Requirement: In the listing below, how many lines contain the word "INTO"? Please respond with the number only.

Task input:
+ + + + + + +

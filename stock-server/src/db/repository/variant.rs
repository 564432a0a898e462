//! Product Variant Repository
//!
//! `product_variant` rows are the authoritative per-variant stock.

use super::RepoResult;
use shared::models::ProductVariant;
use sqlx::{Executor, Sqlite};

const VARIANT_SELECT: &str =
    "SELECT product_id, color, size, stock_quantity, is_active, updated_at FROM product_variant";

/// All rows of a product, active or not
pub async fn find_by_product<'e, E>(executor: E, product_id: i64) -> RepoResult<Vec<ProductVariant>>
where
    E: Executor<'e, Database = Sqlite>,
{
    let sql = format!("{VARIANT_SELECT} WHERE product_id = ? ORDER BY color, size");
    let rows = sqlx::query_as::<_, ProductVariant>(&sql)
        .bind(product_id)
        .fetch_all(executor)
        .await?;
    Ok(rows)
}

pub async fn find_one<'e, E>(
    executor: E,
    product_id: i64,
    color: &str,
    size: &str,
) -> RepoResult<Option<ProductVariant>>
where
    E: Executor<'e, Database = Sqlite>,
{
    let sql = format!("{VARIANT_SELECT} WHERE product_id = ? AND color = ? AND size = ?");
    let row = sqlx::query_as::<_, ProductVariant>(&sql)
        .bind(product_id)
        .bind(color)
        .bind(size)
        .fetch_optional(executor)
        .await?;
    Ok(row)
}

/// Insert a row unless one already exists for the combination
pub async fn insert_if_absent<'e, E>(
    executor: E,
    product_id: i64,
    color: &str,
    size: &str,
    quantity: i64,
    now: i64,
) -> RepoResult<bool>
where
    E: Executor<'e, Database = Sqlite>,
{
    let rows = sqlx::query(
        "INSERT OR IGNORE INTO product_variant (product_id, color, size, stock_quantity, is_active, updated_at) VALUES (?1, ?2, ?3, MAX(0, ?4), 1, ?5)",
    )
    .bind(product_id)
    .bind(color)
    .bind(size)
    .bind(quantity)
    .bind(now)
    .execute(executor)
    .await?;
    Ok(rows.rows_affected() > 0)
}

/// Set a row's quantity (floored at 0), creating the row if needed
pub async fn upsert_quantity<'e, E>(
    executor: E,
    product_id: i64,
    color: &str,
    size: &str,
    quantity: i64,
    now: i64,
) -> RepoResult<()>
where
    E: Executor<'e, Database = Sqlite>,
{
    sqlx::query(
        "INSERT INTO product_variant (product_id, color, size, stock_quantity, is_active, updated_at) VALUES (?1, ?2, ?3, MAX(0, ?4), 1, ?5) ON CONFLICT (product_id, color, size) DO UPDATE SET stock_quantity = excluded.stock_quantity, updated_at = excluded.updated_at",
    )
    .bind(product_id)
    .bind(color)
    .bind(size)
    .bind(quantity)
    .bind(now)
    .execute(executor)
    .await?;
    Ok(())
}

/// Atomic "decrement by n only if at least n are left".
///
/// Returns false (no row touched) on shortfall or when the row is missing
/// or inactive. The `MAX(0, ..)` floor never triggers given the guard; it
/// keeps the CHECK constraint unreachable.
pub async fn decrement_if_available<'e, E>(
    executor: E,
    product_id: i64,
    color: &str,
    size: &str,
    quantity: i64,
    now: i64,
) -> RepoResult<bool>
where
    E: Executor<'e, Database = Sqlite>,
{
    let rows = sqlx::query(
        "UPDATE product_variant SET stock_quantity = MAX(0, stock_quantity - ?1), updated_at = ?2 WHERE product_id = ?3 AND color = ?4 AND size = ?5 AND is_active = 1 AND stock_quantity >= ?1",
    )
    .bind(quantity)
    .bind(now)
    .bind(product_id)
    .bind(color)
    .bind(size)
    .execute(executor)
    .await?;
    Ok(rows.rows_affected() > 0)
}

/// Deactivate every row of a product; callers re-activate the defined set
pub async fn deactivate_all<'e, E>(executor: E, product_id: i64, now: i64) -> RepoResult<()>
where
    E: Executor<'e, Database = Sqlite>,
{
    sqlx::query("UPDATE product_variant SET is_active = 0, updated_at = ? WHERE product_id = ?")
        .bind(now)
        .bind(product_id)
        .execute(executor)
        .await?;
    Ok(())
}

/// Activate a combination, creating it with zero stock if it never existed
pub async fn activate<'e, E>(
    executor: E,
    product_id: i64,
    color: &str,
    size: &str,
    now: i64,
) -> RepoResult<()>
where
    E: Executor<'e, Database = Sqlite>,
{
    sqlx::query(
        "INSERT INTO product_variant (product_id, color, size, stock_quantity, is_active, updated_at) VALUES (?1, ?2, ?3, 0, 1, ?4) ON CONFLICT (product_id, color, size) DO UPDATE SET is_active = 1, updated_at = excluded.updated_at",
    )
    .bind(product_id)
    .bind(color)
    .bind(size)
    .bind(now)
    .execute(executor)
    .await?;
    Ok(())
}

+ + + + + + +

Result below: 3